The stated purposes for the issuance of additional shares was to relieve the corporation's critical financial condition by raising additional capital. Plaintiff admits, as did his proxy in opposing the action taken at the stockholders' meeting, that defendant is not in good financial condition as a producing company. But plaintiff claims that defendants' motive for issuing the new shares in the way described and for the price mentioned, was improper in that the majority deliberately caused the stock to be issued to impair plaintiff's interest and to force him out of the corporation upon the management's own terms. This is vehemently denied by defendants.

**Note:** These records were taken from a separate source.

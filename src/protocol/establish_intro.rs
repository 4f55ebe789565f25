//! ESTABLISH_INTRO cell codec
//!
//! A service registers with its chosen introduction point by sending an
//! ESTABLISH_INTRO cell down the circuit. The cell carries the
//! introduction auth key, a handshake-auth extension binding the cell to
//! this circuit's key material, and a trailing signature over the body.
//!
//! Wire format (relay payload, big-endian):
//! ```text
//! AUTH_KEY_TYPE  u8   (2 = ed25519)
//! AUTH_KEY_LEN   u16  (32)
//! AUTH_KEY       32 bytes
//! N_EXTENSIONS   u8
//! N_EXTENSIONS times:
//!   EXT_TYPE     u8   (1 = handshake auth)
//!   EXT_LEN      u8
//!   EXT_DATA     EXT_LEN bytes
//! SIG_LEN        u16  (64)
//! SIGNATURE      64 bytes
//! ```
//!
//! The handshake-auth extension value is `MAC(circuit_key_material,
//! AUTH_KEY_TYPE | AUTH_KEY_LEN | AUTH_KEY)`; the signature covers a
//! fixed prefix string plus every cell byte preceding SIG_LEN.

use crate::error::{HsError, Result};
use ed25519_dalek::{Signature, Signer, SigningKey, Verifier, VerifyingKey};
use subtle::ConstantTimeEq;

use super::crypto::{hs_mac, DIGEST256_LEN};
use super::wire::{WireReader, WireWriter};

/// Capacity of one relay message payload
pub const RELAY_PAYLOAD_SIZE: usize = 498;

/// AUTH_KEY_TYPE value for an ed25519 introduction auth key
pub const AUTH_KEY_TYPE_ED25519: u8 = 2;

/// Extension tag carrying the handshake auth MAC
const EXT_TYPE_HANDSHAKE_AUTH: u8 = 1;

/// Prefix string mixed into the signature input
const SIG_PREFIX: &[u8] = b"Tor establish-intro cell v1";

/// ed25519 signature length
const SIG_LEN: usize = 64;

/// Signing capability for ESTABLISH_INTRO cells
///
/// Injected explicitly so callers own the key handling and tests can
/// inject failures without a global hook.
pub trait CellSigner {
    /// The introduction auth public key the cell will declare.
    fn verifying_key(&self) -> VerifyingKey;

    /// Sign `prefix | message`.
    fn sign_prefixed(&self, prefix: &[u8], message: &[u8]) -> Result<Signature>;
}

/// Default signer over an ed25519 keypair
pub struct Ed25519CellSigner {
    keypair: SigningKey,
}

impl Ed25519CellSigner {
    pub fn new(keypair: SigningKey) -> Self {
        Self { keypair }
    }
}

impl CellSigner for Ed25519CellSigner {
    fn verifying_key(&self) -> VerifyingKey {
        self.keypair.verifying_key()
    }

    fn sign_prefixed(&self, prefix: &[u8], message: &[u8]) -> Result<Signature> {
        let mut input = Vec::with_capacity(prefix.len() + message.len());
        input.extend_from_slice(prefix);
        input.extend_from_slice(message);
        self.keypair
            .try_sign(&input)
            .map_err(|e| HsError::SigningFailed(e.to_string()))
    }
}

/// A parsed or freshly built ESTABLISH_INTRO cell
pub struct EstablishIntroCell {
    /// Declared auth key type (only ed25519 is accepted)
    auth_key_type: u8,

    /// Introduction auth public key
    auth_key: VerifyingKey,

    /// Handshake auth MAC from the cell's extension block
    handshake_auth: [u8; DIGEST256_LEN],

    /// The encoded cell body preceding SIG_LEN; the exact bytes the
    /// signature covers (after the fixed prefix)
    signed_body: Vec<u8>,

    /// Signature over the prefixed body
    signature: Signature,
}

impl EstablishIntroCell {
    /// Build a signed cell from this circuit's per-hop key material.
    ///
    /// Returns no cell if the signing primitive fails; the failure is
    /// logged at warning level and surfaced to the caller.
    pub fn build(signer: &dyn CellSigner, circuit_key_material: &[u8]) -> Result<Self> {
        let auth_key = signer.verifying_key();
        let handshake_auth =
            compute_handshake_auth(circuit_key_material, AUTH_KEY_TYPE_ED25519, &auth_key);

        let mut body = [0u8; RELAY_PAYLOAD_SIZE];
        let body_len = encode_body(
            &mut body,
            AUTH_KEY_TYPE_ED25519,
            &auth_key,
            &handshake_auth,
        )?;
        let signed_body = body[..body_len].to_vec();

        let signature = signer
            .sign_prefixed(SIG_PREFIX, &signed_body)
            .map_err(|e| {
                log::warn!("Unable to gen signature for ESTABLISH_INTRO cell.");
                e
            })?;

        Ok(Self {
            auth_key_type: AUTH_KEY_TYPE_ED25519,
            auth_key,
            handshake_auth,
            signed_body,
            signature,
        })
    }

    /// Serialize into a caller-provided relay payload buffer.
    ///
    /// Returns the number of bytes written, or `BufferTooSmall` if the
    /// buffer cannot hold the cell. The length check happens before the
    /// first write, so a failed call leaves the buffer untouched.
    pub fn serialize(&self, buf: &mut [u8]) -> Result<usize> {
        let needed = self.signed_body.len() + 2 + SIG_LEN;
        if needed > buf.len() {
            return Err(HsError::BufferTooSmall {
                needed,
                capacity: buf.len(),
            });
        }

        let mut writer = WireWriter::new(buf);

        writer.write_bytes(&self.signed_body)?;
        writer.write_u16(SIG_LEN as u16)?;
        writer.write_bytes(&self.signature.to_bytes())?;

        Ok(writer.written())
    }

    /// Parse a received relay payload.
    ///
    /// Every length is validated against the remaining buffer; no input,
    /// including an empty or truncated one, reads past the payload.
    /// Unknown extension types are skipped (their length field bounds the
    /// read), but the handshake-auth extension must be present exactly
    /// once.
    pub fn parse(buf: &[u8]) -> Result<Self> {
        let mut reader = WireReader::new(buf);

        let auth_key_type = reader.read_u8()?;
        if auth_key_type != AUTH_KEY_TYPE_ED25519 {
            return Err(HsError::MalformedCell(format!(
                "unsupported auth key type {}",
                auth_key_type
            )));
        }

        let auth_key_len = reader.read_u16()? as usize;
        if auth_key_len != 32 {
            return Err(HsError::MalformedCell(format!(
                "bad auth key length {}",
                auth_key_len
            )));
        }
        let mut auth_key_bytes = [0u8; 32];
        auth_key_bytes.copy_from_slice(reader.read_bytes(32)?);
        let auth_key = VerifyingKey::from_bytes(&auth_key_bytes)
            .map_err(|_| HsError::MalformedCell("non-canonical auth key".into()))?;

        let n_extensions = reader.read_u8()?;
        let mut handshake_auth: Option<[u8; DIGEST256_LEN]> = None;
        for _ in 0..n_extensions {
            let ext_type = reader.read_u8()?;
            let ext_len = reader.read_u8()? as usize;
            let ext_data = reader.read_bytes(ext_len)?;

            if ext_type == EXT_TYPE_HANDSHAKE_AUTH {
                if ext_len != DIGEST256_LEN || handshake_auth.is_some() {
                    return Err(HsError::MalformedCell(
                        "bad handshake auth extension".into(),
                    ));
                }
                let mut mac = [0u8; DIGEST256_LEN];
                mac.copy_from_slice(ext_data);
                handshake_auth = Some(mac);
            }
        }
        let handshake_auth = handshake_auth.ok_or_else(|| {
            HsError::MalformedCell("missing handshake auth extension".into())
        })?;

        // Everything consumed so far is what the peer signed.
        let signed_body = buf[..reader.consumed()].to_vec();

        let sig_len = reader.read_u16()? as usize;
        if sig_len != SIG_LEN {
            return Err(HsError::MalformedCell(format!(
                "bad signature length {}",
                sig_len
            )));
        }
        let mut sig_bytes = [0u8; SIG_LEN];
        sig_bytes.copy_from_slice(reader.read_bytes(SIG_LEN)?);
        let signature = Signature::from_bytes(&sig_bytes);

        Ok(Self {
            auth_key_type,
            auth_key,
            handshake_auth,
            signed_body,
            signature,
        })
    }

    /// Verify a parsed cell against this circuit's key material.
    ///
    /// Recomputes the handshake auth MAC (constant-time compare), then
    /// checks the signature over the exact received bytes. The two
    /// failure modes are distinct; both are protocol violations and the
    /// receiving relay must refuse to register the introduction point.
    pub fn verify(&self, circuit_key_material: &[u8]) -> Result<()> {
        let expected =
            compute_handshake_auth(circuit_key_material, self.auth_key_type, &self.auth_key);
        let mac_valid: bool = expected.ct_eq(&self.handshake_auth).into();
        if !mac_valid {
            log::warn!("ESTABLISH_INTRO handshake auth not as expected");
            return Err(HsError::HandshakeAuthMismatch);
        }

        let mut signed = Vec::with_capacity(SIG_PREFIX.len() + self.signed_body.len());
        signed.extend_from_slice(SIG_PREFIX);
        signed.extend_from_slice(&self.signed_body);

        self.auth_key
            .verify(&signed, &self.signature)
            .map_err(|_| {
                log::warn!("Failed to verify ESTABLISH_INTRO cell signature");
                HsError::SignatureInvalid
            })
    }

    /// The declared introduction auth public key.
    pub fn auth_key(&self) -> &VerifyingKey {
        &self.auth_key
    }
}

/// Handshake auth MAC over the auth key fields, keyed by the circuit's
/// per-hop key material.
fn compute_handshake_auth(
    circuit_key_material: &[u8],
    auth_key_type: u8,
    auth_key: &VerifyingKey,
) -> [u8; DIGEST256_LEN] {
    let mut msg = Vec::with_capacity(1 + 2 + 32);
    msg.push(auth_key_type);
    msg.extend_from_slice(&(32u16).to_be_bytes());
    msg.extend_from_slice(auth_key.as_bytes());
    hs_mac(circuit_key_material, &msg)
}

/// Write the cell body preceding SIG_LEN and return its length.
fn encode_body(
    buf: &mut [u8],
    auth_key_type: u8,
    auth_key: &VerifyingKey,
    handshake_auth: &[u8; DIGEST256_LEN],
) -> Result<usize> {
    let mut writer = WireWriter::new(buf);

    writer.write_u8(auth_key_type)?;
    writer.write_u16(32)?;
    writer.write_bytes(auth_key.as_bytes())?;

    writer.write_u8(1)?; // one extension
    writer.write_u8(EXT_TYPE_HANDSHAKE_AUTH)?;
    writer.write_u8(DIGEST256_LEN as u8)?;
    writer.write_bytes(handshake_auth)?;

    Ok(writer.written())
}

#[cfg(test)]
mod tests {
    use super::*;
    use rand::rngs::OsRng;
    use rand::RngCore;

    fn fresh_signer() -> Ed25519CellSigner {
        Ed25519CellSigner::new(SigningKey::generate(&mut OsRng))
    }

    fn fresh_key_material() -> [u8; 20] {
        let mut km = [0u8; 20];
        OsRng.fill_bytes(&mut km);
        km
    }

    #[test]
    fn test_build_serialize_parse_verify() {
        let signer = fresh_signer();
        let key_material = fresh_key_material();

        let cell = EstablishIntroCell::build(&signer, &key_material).unwrap();

        let mut buf = [0u8; RELAY_PAYLOAD_SIZE];
        let len = cell.serialize(&mut buf).unwrap();
        assert!(len <= RELAY_PAYLOAD_SIZE);

        // Receivers see the whole zero-padded relay payload
        let parsed = EstablishIntroCell::parse(&buf).unwrap();
        parsed.verify(&key_material).unwrap();
        assert_eq!(parsed.auth_key(), cell.auth_key());
    }

    #[test]
    fn test_verify_wrong_key_material() {
        let signer = fresh_signer();
        let cell = EstablishIntroCell::build(&signer, &fresh_key_material()).unwrap();

        assert_eq!(
            cell.verify(&fresh_key_material()),
            Err(HsError::HandshakeAuthMismatch)
        );
    }

    #[test]
    fn test_verify_bad_signature() {
        let signer = fresh_signer();
        let key_material = fresh_key_material();
        let cell = EstablishIntroCell::build(&signer, &key_material).unwrap();

        let mut buf = [0u8; RELAY_PAYLOAD_SIZE];
        let len = cell.serialize(&mut buf).unwrap();

        // Corrupt one signature byte; the MAC still matches so the
        // failure must be the signature check, not the auth extension.
        buf[len - 1] ^= 0x01;
        let parsed = EstablishIntroCell::parse(&buf[..len]).unwrap();
        assert_eq!(parsed.verify(&key_material), Err(HsError::SignatureInvalid));
    }

    #[test]
    fn test_serialize_buffer_too_small() {
        let signer = fresh_signer();
        let cell = EstablishIntroCell::build(&signer, &fresh_key_material()).unwrap();

        let mut tiny = [0u8; 16];
        assert!(matches!(
            cell.serialize(&mut tiny),
            Err(HsError::BufferTooSmall { .. })
        ));
        // Nothing was written
        assert_eq!(tiny, [0u8; 16]);
    }

    #[test]
    fn test_serialize_no_partial_write() {
        let signer = fresh_signer();
        let cell = EstablishIntroCell::build(&signer, &fresh_key_material()).unwrap();

        let mut full = [0u8; RELAY_PAYLOAD_SIZE];
        let len = cell.serialize(&mut full).unwrap();

        // Room for the signed body but not the signature block: the
        // call must fail before emitting any bytes.
        let mut short = vec![0u8; len - SIG_LEN];
        assert!(matches!(
            cell.serialize(&mut short),
            Err(HsError::BufferTooSmall { .. })
        ));
        assert!(short.iter().all(|&b| b == 0));
    }

    #[test]
    fn test_parse_robustness() {
        // Empty input
        assert!(EstablishIntroCell::parse(&[]).is_err());

        // Valid cell truncated at every prefix length
        let signer = fresh_signer();
        let cell = EstablishIntroCell::build(&signer, &fresh_key_material()).unwrap();
        let mut buf = [0u8; RELAY_PAYLOAD_SIZE];
        let len = cell.serialize(&mut buf).unwrap();
        for cut in 0..len {
            assert!(EstablishIntroCell::parse(&buf[..cut]).is_err());
        }

        // Extension length pointing past the buffer
        let mut forged = buf[..len].to_vec();
        forged[37] = 0xff; // EXT_LEN field
        assert!(EstablishIntroCell::parse(&forged).is_err());

        // Unknown auth key type
        let mut forged = buf[..len].to_vec();
        forged[0] = 0x07;
        assert!(matches!(
            EstablishIntroCell::parse(&forged),
            Err(HsError::MalformedCell(_))
        ));
    }

    #[test]
    fn test_unknown_extension_tolerated() {
        let signer = fresh_signer();
        let key_material = fresh_key_material();
        let cell = EstablishIntroCell::build(&signer, &key_material).unwrap();

        // Re-encode with an extra unknown extension ahead of the auth
        // extension. Parsing must skip it, and since the signature covers
        // the received body the altered cell must fail the signature
        // check rather than the parse.
        let mut buf = Vec::new();
        buf.push(AUTH_KEY_TYPE_ED25519);
        buf.extend_from_slice(&(32u16).to_be_bytes());
        buf.extend_from_slice(cell.auth_key().as_bytes());
        buf.push(2); // two extensions
        buf.push(0xee); // unknown type
        buf.push(3);
        buf.extend_from_slice(&[0xaa, 0xbb, 0xcc]);
        buf.push(EXT_TYPE_HANDSHAKE_AUTH);
        buf.push(DIGEST256_LEN as u8);
        buf.extend_from_slice(&cell.handshake_auth);
        buf.extend_from_slice(&(64u16).to_be_bytes());
        buf.extend_from_slice(&cell.signature.to_bytes());

        let parsed = EstablishIntroCell::parse(&buf).unwrap();
        assert_eq!(parsed.verify(&key_material), Err(HsError::SignatureInvalid));
    }
}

As a starting point it must be conceded that action by majority stockholders having as its primary purpose the 'freezing out' of a minority interest is actionable without regard to the fairness of the price. See Allaun v. Consolidated Oil, 16 Del.Ch. 318, 147 A. 257; Bodell v. General Gas, 15 Del.Ch. 420, 140 A. 264. The corporate defendant and its controlling stockholders say that this is a sheer dispute over a matter of business judgment and is for the Board of Directors and stockholders to resolve, not the court.

Let us first consider which side has the burden and the extent thereof. I believe that plaintiff has the burden of proving bad faith or improper motive because I believe defendants are entitled to start with a presumption of good faith. I cannot agree with plaintiff that merely because Breuil is the controlling stockholder, the burden of showing good faith and proper purpose is shifted to the defendants. I say this because I do not believe that Breuil is on 'both sides of the transaction' in the sense that he has an adverse personal interest. Compare Allied Chemical & Dye Corporation v. Steel & Tube Co., 14 Del.Ch. 1, 120 A. 486; Karasik v. Pac. Eastern Corporation, 21 Del.Ch. 81, 180 A. 604. However, on the merits due consideration will be given to Breuil's controlling position and interest.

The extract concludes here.